> _Assigned task_: Retype exactly the stretch of lines that begins at the line containing "pub fn node_count(&self)" and ends at the last line of the data, with no other lines.
** Opening Dataset records block **
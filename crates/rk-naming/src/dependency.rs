//! Feature dependency graph
//!
//! Edges point from a feature to the features it depends on: the producer of
//! its input solid and the owners of the entities it references.

use std::collections::BTreeSet;

use crate::shape_id::FeatureId;

#[derive(Debug, Clone, Default, PartialEq, Eq)]
pub struct DependencyGraph {
    nodes: BTreeSet<FeatureId>,
    /// (dependent, dependency)
    edges: BTreeSet<(FeatureId, FeatureId)>,
}

impl DependencyGraph {
    pub fn new() -> Self {
        Self::default()
    }

    pub fn add_node(&mut self, feature: FeatureId) -> bool {
        self.nodes.insert(feature)
    }

    /// Remove a node, leaving its edges in place
    pub fn remove_node(&mut self, feature: &FeatureId) -> bool {
        self.nodes.remove(feature)
    }

    /// Remove a node together with every edge touching it
    pub fn remove_node_with_edges(&mut self, feature: &FeatureId) -> bool {
        self.edges
            .retain(|(from, to)| from != feature && to != feature);
        self.nodes.remove(feature)
    }

    pub fn contains(&self, feature: &FeatureId) -> bool {
        self.nodes.contains(feature)
    }

    /// Replace the dependencies of `feature`
    pub fn set_dependencies(
        &mut self,
        feature: &FeatureId,
        dependencies: impl IntoIterator<Item = FeatureId>,
    ) {
        self.nodes.insert(feature.clone());
        self.edges.retain(|(from, _)| from != feature);
        for dependency in dependencies {
            if &dependency != feature {
                self.edges.insert((feature.clone(), dependency));
            }
        }
    }

    pub fn add_edge(&mut self, feature: FeatureId, dependency: FeatureId) -> bool {
        self.edges.insert((feature, dependency))
    }

    pub fn remove_edge(&mut self, feature: &FeatureId, dependency: &FeatureId) -> bool {
        self.edges.remove(&(feature.clone(), dependency.clone()))
    }

    pub fn dependencies_of(&self, feature: &FeatureId) -> Vec<FeatureId> {
        self.edges
            .iter()
            .filter(|(from, _)| from == feature)
            .map(|(_, to)| to.clone())
            .collect()
    }

    pub fn dependents_of(&self, feature: &FeatureId) -> Vec<FeatureId> {
        self.edges
            .iter()
            .filter(|(_, to)| to == feature)
            .map(|(from, _)| from.clone())
            .collect()
    }

    /// Edges with an endpoint that is not a node
    pub fn dangling_edges(&self) -> Vec<(FeatureId, FeatureId)> {
        self.edges
            .iter()
            .filter(|(from, to)| !self.nodes.contains(from) || !self.nodes.contains(to))
            .cloned()
            .collect()
    }

    pub fn nodes(&self) -> impl Iterator<Item = &FeatureId> {
        self.nodes.iter()
    }

    pub fn node_count(&self) -> usize {
        self.nodes.len()
    }

    pub fn edge_count(&self) -> usize {
        self.edges.len()
    }
}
** Closing Dataset records block **
> _The completed task_:
    pub fn node_count(&self) -> usize {
        self.nodes.len()
    }

    pub fn edge_count(&self) -> usize {
        self.edges.len()
    }
}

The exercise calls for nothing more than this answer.